> _EXERCISE PROMPT_
Only the lines from the start of the data through the one containing "coerce value for" belong in your answer; return them exactly.

> _THE RECORDS_
▬▬▬▬▬▬
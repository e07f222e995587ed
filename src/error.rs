//! Error types for exif-io

use std::io;

/// Result type for exif-io operations
pub type Result<T> = std::result::Result<T, Error>;

/// Errors that can occur while reading or writing IFD data
#[derive(Debug, thiserror::Error)]
pub enum Error {
    /// I/O error
    #[error("I/O error: {0}")]
    Io(#[from] io::Error),

    /// A read ran past the end of the input
    #[error("Unexpected end of data: needed {needed} bytes at offset {offset}")]
    UnexpectedEof { offset: usize, needed: usize },

    /// Invalid file format
    #[error("Invalid format: {0}")]
    InvalidFormat(String),

    /// Tag name is not in the registry
    #[error("Unknown tag: {0}")]
    UnknownTag(String),

    /// Setter input cannot be coerced to the tag's registered type
    #[error("Cannot coerce value for tag 0x{tag:04X} to {kind}")]
    TagCoercion { tag: u16, kind: &'static str },

    /// Layout does not fit 32-bit TIFF offsets
    #[error("Data too large: {size} bytes does not fit a 32-bit TIFF offset")]
    TooLarge { size: usize },

    /// A typed value does not fit its on-disk encoding
    #[error("Value {value} out of range for {kind}")]
    ValueOutOfRange { kind: &'static str, value: String },

    /// Emitted bytes drifted from the computed layout
    #[error("Layout mismatch: planned offset {expected}, emitted at {actual}")]
    LayoutMismatch { expected: usize, actual: usize },
}
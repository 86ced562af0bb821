use thiserror::Error;
use tgstore_core::{BackendClass, MetadataError};

/// Result type for storage operations
pub type StorageResult<T> = Result<T, StorageError>;

/// Errors that can occur while routing uploads and downloads.
///
/// "No result" is not an error; routers report it as `Ok(None)`.
#[derive(Error, Debug)]
pub enum StorageError {
    #[error("No file storage configured")]
    Unavailable,

    #[error("No {class} backend available")]
    NoBackendAvailable { class: BackendClass },

    #[error("Storage backends are not prepared yet")]
    NotReady,

    #[error("Backend {backend} failed to prepare: {source}")]
    Prepare {
        backend: String,
        #[source]
        source: Box<dyn std::error::Error + Send + Sync>,
    },

    #[error("Backend {backend} ({class}) transport error: {source}")]
    Transport {
        class: BackendClass,
        backend: String,
        #[source]
        source: Box<dyn std::error::Error + Send + Sync>,
    },

    #[error("Metadata store error: {0}")]
    Metadata(#[from] MetadataError),

    #[error("I/O error: {0}")]
    Io(#[from] std::io::Error),
}

impl StorageError {
    /// Create a transport error from any error type
    pub fn transport<E>(class: BackendClass, backend: impl Into<String>, error: E) -> Self
    where
        E: std::error::Error + Send + Sync + 'static,
    {
        Self::Transport {
            class,
            backend: backend.into(),
            source: Box::new(error),
        }
    }

    /// Create a prepare error from any error type
    pub fn prepare<E>(backend: impl Into<String>, error: E) -> Self
    where
        E: std::error::Error + Send + Sync + 'static,
    {
        Self::Prepare {
            backend: backend.into(),
            source: Box::new(error),
        }
    }
}
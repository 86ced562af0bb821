use std::time::Duration;

use anyhow::Result;
use tgstore_server::{build, build_backends, janitor, Settings};
use tracing_subscriber::EnvFilter;

#[tokio::main]
async fn main() -> Result<()> {
    dotenvy::dotenv().ok();

    tracing_subscriber::fmt()
        .with_env_filter(EnvFilter::try_from_default_env().unwrap_or_else(|_| EnvFilter::new("info")))
        .with_target(false)
        .init();

    let settings = Settings::new()?;
    let backends = build_backends(&settings)?;
    let app = build(&settings, backends).await?;

    let janitor = settings.local_files_dir.clone().map(|root| {
        tokio::spawn(janitor::run(
            root,
            Duration::from_secs(settings.janitor_interval_secs),
            Duration::from_secs(settings.janitor_max_age_secs),
        ))
    });

    app.listen_with_shutdown(settings.bind_addr.as_str(), shutdown_signal())
        .await?;

    if let Some(janitor) = janitor {
        janitor.abort();
    }
    tracing::info!("Server stopped");
    Ok(())
}

async fn shutdown_signal() {
    if let Err(err) = tokio::signal::ctrl_c().await {
        tracing::error!(error = %err, "Failed to listen for ctrl-c");
        std::future::pending::<()>().await;
    }
    tracing::info!("Shutting down");
}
▬▬▬▬▬▬
> _ANSWER BOX_
repository e07f222e995587ed
filename src/error.rs
//! Error types for exif-io

use std::io;

/// Result type for exif-io operations
pub type Result<T> = std::result::Result<T, Error>;

/// Errors that can occur while reading or writing IFD data
#[derive(Debug, thiserror::Error)]
pub enum Error {
    /// I/O error
    #[error("I/O error: {0}")]
    Io(#[from] io::Error),

    /// A read ran past the end of the input
    #[error("Unexpected end of data: needed {needed} bytes at offset {offset}")]
    UnexpectedEof { offset: usize, needed: usize },

    /// Invalid file format
    #[error("Invalid format: {0}")]
    InvalidFormat(String),

    /// Tag name is not in the registry
    #[error("Unknown tag: {0}")]
    UnknownTag(String),

    /// Setter input cannot be coerced to the tag's registered type
    #[error("Cannot coerce value for tag 0x{tag:04X} to {kind}")]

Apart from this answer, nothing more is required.